And, then, finally, we talk about the kit CLI, which is, similar to, a Docker
CLI, where the idea is that you get a set of command line tools that enable
the users, not only, to manage, but to also go ahead and create and run these
model kits and then also publish them.
So you can, have your.
Git file, and then create the kit or the model kit from it, and then
go ahead and actually deploy to any container registry that you want.
Now, the great thing over here is that since these particular
model kits are compliant with OCA compliant registry, that means that.
you can use a set of DevOps tools, whether it's CICD tools, deployment
tools, that you would typically use with a container image, because these
are similar to like a container image.
That means you don't have to reinvent the wheel and introduce new tools
for machine learning based systems.
And that's the entire idea about reusing your software, right?
so that's the KitCLI.
Now let's look at how a typical KitOps pipeline would look like.
So the kit unpack would allow you to pull model kits that have been stored in
a private or a public registry They're like a docker Pull, or Docker Unpack.
So what it allows you to do is that when you do kit unpack, it will pull the
model kit and then it will produce all of the individual components that you
had locally stored, that you had stored in the model kit as separate files.
And we'll see that in action and then kit pull will allow you to then retrieve
a model kit that has been stored in a remote registry into a local environment.
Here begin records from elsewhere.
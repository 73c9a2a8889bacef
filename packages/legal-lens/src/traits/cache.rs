//! Summary cache trait.

use async_trait::async_trait;

use crate::types::summary::SummaryResult;

/// Per-session store of computed summaries, keyed by document URL.
///
/// No TTL and no eviction; a second `store` for the same key replaces the
/// first (last write wins).
#[async_trait]
pub trait SummaryCache: Send + Sync {
    /// Get the stored summary for a URL.
    async fn get(&self, url: &str) -> Option<SummaryResult>;

    /// Store a summary, replacing any previous one.
    async fn store(&self, url: &str, summary: SummaryResult);

    /// Number of stored summaries.
    async fn len(&self) -> usize;

    async fn is_empty(&self) -> bool {
        self.len().await == 0
    }

    /// Drop everything (end of session).
    async fn clear(&self);
}

/// Cache key for a document URL.
///
/// Parses the URL and drops its fragment so `/terms` and `/terms#section-3`
/// share one entry. Strings that are not URLs are used trimmed.
pub fn normalize_url(url: &str) -> String {
    let trimmed = url.trim();
    match url::Url::parse(trimmed) {
        Ok(mut parsed) => {
            parsed.set_fragment(None);
            parsed.to_string()
        }
        Err(_) => trimmed.to_string(),
    }
}

#[cfg(test)]
mod tests {
    use super::*;

    #[test]
    fn test_normalize_drops_fragment() {
        assert_eq!(
            normalize_url("https://x.com/terms#liability"),
            normalize_url("https://x.com/terms")
        );
    }

    #[test]
    fn test_normalize_keeps_query_and_case_of_path() {
        assert_eq!(
            normalize_url(" https://X.com/Terms?v=2 "),
            "https://x.com/Terms?v=2"
        );
    }

    #[test]
    fn test_normalize_non_url() {
        assert_eq!(normalize_url("  not a url "), "not a url");
    }
}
And if you want to create one from scratch, so you can create a
new kit file for your AI project.
And then you will use the kit pack command to basically create
the model kit from that kit file.
And then you can use the kit push, which is like similar to a Docker
push, which will allow you to push your newly created model kit from
your local repository to your.
Private, cloud based registry and you get a lot of, things out of the
box because you can also, sign your images, so that increases the security.
So if you want, because of compliance reasons, you want your
AI models to be more secure, then you can leverage, the kit push with
signing off the images as well.
So it comes with inbuilt security.
So with signing, you can know that the model kits are actually, Verifiable so
let's look at the demo and we are going to be seeing a demo of the kit file
So here I'm going to be running a kit CLI where I'm have opened my terminal.
I have already installed kit CLI So let's take a look at how you know, how
that would basically function So I'll proceed a bit further and show you
so first of all to verify whether you have kit version installed you can just
use kit version and that shows you the current version of your, kit CLI and
now, let's basically, proceed further.
So now, I will use kit login to basically log in to my kit and here you will
basically provide the details of what is the registry that you're using.
So in this case, I'm going to be using Zozo Hub, which is a really
specialized registry for being able to store your model kits.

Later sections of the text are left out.